**Problem**
State how many lines of the data contain the word "require", and write nothing besides the number.

**Data**
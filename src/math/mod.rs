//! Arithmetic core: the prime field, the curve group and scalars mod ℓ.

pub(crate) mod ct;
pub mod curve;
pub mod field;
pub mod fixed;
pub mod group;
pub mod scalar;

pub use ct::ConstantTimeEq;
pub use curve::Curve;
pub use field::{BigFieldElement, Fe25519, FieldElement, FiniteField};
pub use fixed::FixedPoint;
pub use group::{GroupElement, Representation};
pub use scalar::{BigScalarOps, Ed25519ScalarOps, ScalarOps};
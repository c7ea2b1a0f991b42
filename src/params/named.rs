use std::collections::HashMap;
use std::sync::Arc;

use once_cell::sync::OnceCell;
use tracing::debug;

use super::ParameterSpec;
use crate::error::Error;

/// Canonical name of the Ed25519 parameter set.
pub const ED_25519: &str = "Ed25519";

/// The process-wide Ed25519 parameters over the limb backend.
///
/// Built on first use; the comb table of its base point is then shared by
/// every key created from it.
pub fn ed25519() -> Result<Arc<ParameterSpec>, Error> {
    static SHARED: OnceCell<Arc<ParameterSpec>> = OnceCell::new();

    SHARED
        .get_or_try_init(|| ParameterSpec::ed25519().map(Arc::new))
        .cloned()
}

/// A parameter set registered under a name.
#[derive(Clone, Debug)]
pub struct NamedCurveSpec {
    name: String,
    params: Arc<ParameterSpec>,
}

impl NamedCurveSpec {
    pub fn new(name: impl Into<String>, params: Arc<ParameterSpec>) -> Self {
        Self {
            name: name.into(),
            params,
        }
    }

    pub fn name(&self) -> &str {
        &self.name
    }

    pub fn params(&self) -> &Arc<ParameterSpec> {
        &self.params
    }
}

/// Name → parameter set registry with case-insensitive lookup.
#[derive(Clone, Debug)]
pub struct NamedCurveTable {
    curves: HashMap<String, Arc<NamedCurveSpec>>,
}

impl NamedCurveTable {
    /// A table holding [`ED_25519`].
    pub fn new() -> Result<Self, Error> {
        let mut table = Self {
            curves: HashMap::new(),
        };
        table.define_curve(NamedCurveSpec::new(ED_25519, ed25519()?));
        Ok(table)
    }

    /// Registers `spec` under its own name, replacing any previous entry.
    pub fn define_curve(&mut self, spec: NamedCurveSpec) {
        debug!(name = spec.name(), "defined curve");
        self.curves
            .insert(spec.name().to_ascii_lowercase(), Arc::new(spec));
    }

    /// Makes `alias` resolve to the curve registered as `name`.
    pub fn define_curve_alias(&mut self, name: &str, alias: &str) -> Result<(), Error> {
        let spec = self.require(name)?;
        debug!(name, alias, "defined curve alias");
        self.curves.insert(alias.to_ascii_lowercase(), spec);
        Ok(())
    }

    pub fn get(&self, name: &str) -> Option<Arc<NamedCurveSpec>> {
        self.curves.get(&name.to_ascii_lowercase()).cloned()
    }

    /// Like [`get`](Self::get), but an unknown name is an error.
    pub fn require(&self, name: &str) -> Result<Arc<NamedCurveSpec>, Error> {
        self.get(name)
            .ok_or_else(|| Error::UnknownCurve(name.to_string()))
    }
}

**Output for this task**
2